MUI mengimbau kepada seluruh umat Islam untuk menghidupkan malam Idul Fitri dengan syiar kumandang takbir, tahmid, dan tahlil, di manapun berada. Semarakkan masjid, mushalla, rumah, jalanan, lingkungan, dan seluruh negeri kita dengan semarak syiar takbir, memuji asma Allah.

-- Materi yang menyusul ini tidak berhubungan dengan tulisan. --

//! End-to-end tests for the player service façade
//!
//! These drive the real wiring: a fake engine delivers events through the
//! sink it was handed at load time, the service pump dispatches them into the
//! controller, and the poller lifecycle follows session liveness.

use bridge_traits::audio::{
    AudioEngine, EngineEvent, EngineEventKind, EngineEventSink, EngineHandle,
};
use bridge_traits::error::{BridgeError, Result as BridgeResult};
use core_player::{PlayerConfig, TrackDescriptor};
use core_runtime::events::{CoreEvent, PlayerEvent};
use core_service::{CoreError, PlayerService};
use std::collections::HashMap;
use std::sync::{Arc, Mutex};
use std::time::Duration;

// ============================================================================
// Fake engine that reports through the real event sink
// ============================================================================

struct FakeSource {
    sink: EngineEventSink,
    position: Duration,
    volume: f32,
}

#[derive(Default)]
struct FakeEngineState {
    next_handle: u64,
    sources: HashMap<u64, FakeSource>,
    released: Vec<u64>,
}

#[derive(Clone, Default)]
struct FakeEngine {
    state: Arc<Mutex<FakeEngineState>>,
}

impl FakeEngine {
    fn shared(&self) -> Arc<Mutex<FakeEngineState>> {
        Arc::clone(&self.state)
    }

    /// Emit `Finished` for the live source through its registered sink, the
    /// way a platform engine reports natural end of playback.
    fn finish_current(&self) {
        let (handle, sink) = {
            let state = self.state.lock().unwrap();
            let (raw, source) = state
                .sources
                .iter()
                .max_by_key(|(raw, _)| **raw)
                .expect("no live source to finish");
            (EngineHandle::new(*raw), source.sink.clone())
        };
        sink.emit(EngineEvent::new(handle, EngineEventKind::Finished));
    }
}

impl AudioEngine for FakeEngine {
    fn load(&mut self, _uri: &str, events: EngineEventSink) -> BridgeResult<EngineHandle> {
        let mut state = self.state.lock().unwrap();
        state.next_handle += 1;
        let raw = state.next_handle;
        state.sources.insert(
            raw,
            FakeSource {
                sink: events,
                position: Duration::ZERO,
                volume: 1.0,
            },
        );
        Ok(EngineHandle::new(raw))
    }

    fn play(&mut self, _handle: EngineHandle) -> BridgeResult<()> {
        Ok(())
    }

    fn pause(&mut self, _handle: EngineHandle) -> BridgeResult<()> {
        Ok(())
    }

    fn seek(&mut self, handle: EngineHandle, position: Duration) -> BridgeResult<()> {
        let mut state = self.state.lock().unwrap();
        match state.sources.get_mut(&handle.as_u64()) {
            Some(source) => {
                source.position = position;
                Ok(())
            }
            None => Err(BridgeError::UnknownHandle(handle.to_string())),
        }
    }

    fn set_volume(&mut self, handle: EngineHandle, volume: f32) -> BridgeResult<()> {
        let mut state = self.state.lock().unwrap();
        if let Some(source) = state.sources.get_mut(&handle.as_u64()) {
            source.volume = volume;
        }
        Ok(())
    }

    fn position(&self, handle: EngineHandle) -> Option<Duration> {
        let state = self.state.lock().unwrap();
        state.sources.get(&handle.as_u64()).map(|s| s.position)
    }

    fn duration(&self, handle: EngineHandle) -> Option<Duration> {
        let state = self.state.lock().unwrap();
        state
            .sources
            .contains_key(&handle.as_u64())
            .then(|| Duration::from_secs(120))
    }

    fn is_ready(&self, handle: EngineHandle) -> bool {
        self.state
            .lock()
            .unwrap()
            .sources
            .contains_key(&handle.as_u64())
    }

    fn release(&mut self, handle: EngineHandle) {
        let mut state = self.state.lock().unwrap();
        state.sources.remove(&handle.as_u64());
        state.released.push(handle.as_u64());
    }
}

// ============================================================================
// Helpers
// ============================================================================

fn make_tracks(ids: &[&str]) -> Vec<TrackDescriptor> {
    ids.iter()
        .map(|id| {
            TrackDescriptor::new(
                *id,
                format!("Title {id}"),
                "Artist",
                format!("https://media.example.com/{id}.mp3"),
            )
        })
        .collect()
}

fn build_service() -> (PlayerService, FakeEngine) {
    let engine = FakeEngine::default();
    let service = PlayerService::builder()
        .audio_engine(Box::new(engine.clone()))
        .config(PlayerConfig::default())
        .build()
        .expect("service should build with an engine injected");
    (service, engine)
}

/// Poll `condition` until it holds or a second elapses.
async fn wait_until(condition: impl Fn() -> bool) {
    for _ in 0..200 {
        if condition() {
            return;
        }
        tokio::time::sleep(Duration::from_millis(5)).await;
    }
    panic!("condition not reached within timeout");
}

// ============================================================================
// Builder validation
// ============================================================================

#[test]
fn builder_without_engine_fails_fast() {
    let err = PlayerService::builder()
        .build()
        .err()
        .expect("build without an engine must fail");
    match err {
        CoreError::CapabilityMissing { capability, .. } => {
            assert_eq!(capability, "AudioEngine");
        }
        other => panic!("expected CapabilityMissing, got {other:?}"),
    }
}

// ============================================================================
// End-to-end playback flow
// ============================================================================

#[tokio::test]
async fn play_queue_runs_poller_and_auto_advances() {
    let (service, engine) = build_service();
    let mut events = service.subscribe();

    service.play_queue(make_tracks(&["a", "b"]), 0);
    assert_eq!(service.state().current_index, Some(0));
    assert!(service.is_polling());

    // Natural completion of "a": the pump advances to "b".
    engine.finish_current();
    wait_until(|| service.state().current_index == Some(1)).await;
    assert!(service.state().is_playing);
    assert!(service.is_polling());

    // Natural completion of "b": queue exhausted, poller stops.
    engine.finish_current();
    wait_until(|| !service.state().is_playing).await;
    wait_until(|| !service.is_polling()).await;

    let state = service.state();
    assert_eq!(state.current_index, Some(1));
    assert_eq!(state.current_track.unwrap().id, "b");

    // The bus saw the full story, ending in QueueEnded.
    let mut saw_queue_ended = false;
    while let Ok(event) = events.try_recv() {
        if let CoreEvent::Player(PlayerEvent::QueueEnded { track_id }) = event {
            assert_eq!(track_id, "b");
            saw_queue_ended = true;
        }
    }
    assert!(saw_queue_ended);

    // Both handles were released exactly once.
    let released = engine.shared().lock().unwrap().released.clone();
    assert_eq!(released, vec![1, 2]);
}

#[tokio::test]
async fn volume_set_before_playback_is_inherited() {
    let (service, engine) = build_service();

    service.set_volume(0.3);
    service.play_queue(make_tracks(&["a"]), 0);

    let state = engine.shared();
    let volume = state.lock().unwrap().sources.values().next().unwrap().volume;
    assert!((volume - 0.3).abs() < f32::EPSILON);
    assert!((service.state().volume - 0.3).abs() < f32::EPSILON);
}

#[tokio::test]
async fn transport_commands_flow_through_the_service() {
    let (service, _engine) = build_service();
    let tracks = make_tracks(&["a", "b", "c"]);

    service.play_queue(tracks, 0);
    service.next();
    assert_eq!(service.state().current_index, Some(1));

    service.previous();
    assert_eq!(service.state().current_index, Some(0));

    service.toggle_play_pause();
    assert!(!service.state().is_playing);
    service.toggle_play_pause();
    assert!(service.state().is_playing);
}

// ============================================================================
// Seek drag
// ============================================================================

#[tokio::test]
async fn seek_drag_flag_follows_begin_and_settle() {
    let (service, _engine) = build_service();

    service.begin_seek_drag();
    assert!(service.is_seek_dragging());

    service.end_seek_drag();
    // Cleared only after the settle delay.
    assert!(service.is_seek_dragging());
    wait_until(|| !service.is_seek_dragging()).await;
}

“Syiar takbir yang menggema di seluruh negeri diharapkan dapat menjadi penyebab diturunkannya rahmat Allah, sehingga negeri ini dikaruniai kedamaian, keamanan, dan kesejahteraan,”ujar doktor bidang hukum Islam yang pernah mengenyam pendidikan tinggi di Mesir, Singapore dan USA ini menegaskan.
Dikatakan Asrorun Niam, takbir keliling sebagai sarana syiar yang merupakan wujud kearifan lokal yang khas Indonesia. Bagi umat Islam yang melaksanakan takbir keliling, perlu menjaga ketertiban umum. Koordinasikan dengan pengurus masjid, pengurus lingkungan, dinas lalu lintas, dan aparat keamanan.”
“Aparat keamanan perlu menjamin ketrtiban dan keamanan pelaksanaan ibadah, termasuk kegiatan umat Islam yang menghidupkan malam idul fitri dengan takbir keliling. Tidak boleh ada yang menghalangi kegiatan syiar idul fitri, dengan dalih apapun,’ tandas Ni’am.
MUI menjelaskan, jadikan momentum idul fitri ini untuk meneguhkan tali silaturrahmi. “Kuatkan silaturrahmi, mulai dari keluarga dekat, keluarga jauh, tetangga, hingga sesama anak bangsa. Idul fitri perlu dijadikan sarana untuk meneguhkan kohesi nasional, dan semangat rekonsiliasi untuk mewujudkan persatuan Indonesia. Idul Fitri Mewujudkan Persatuan Indonesia dalam bingkai Ketuhanan Yang Mahaesa”, ujar dosen Pascasarjana UIN Jakarta ini. (desastian)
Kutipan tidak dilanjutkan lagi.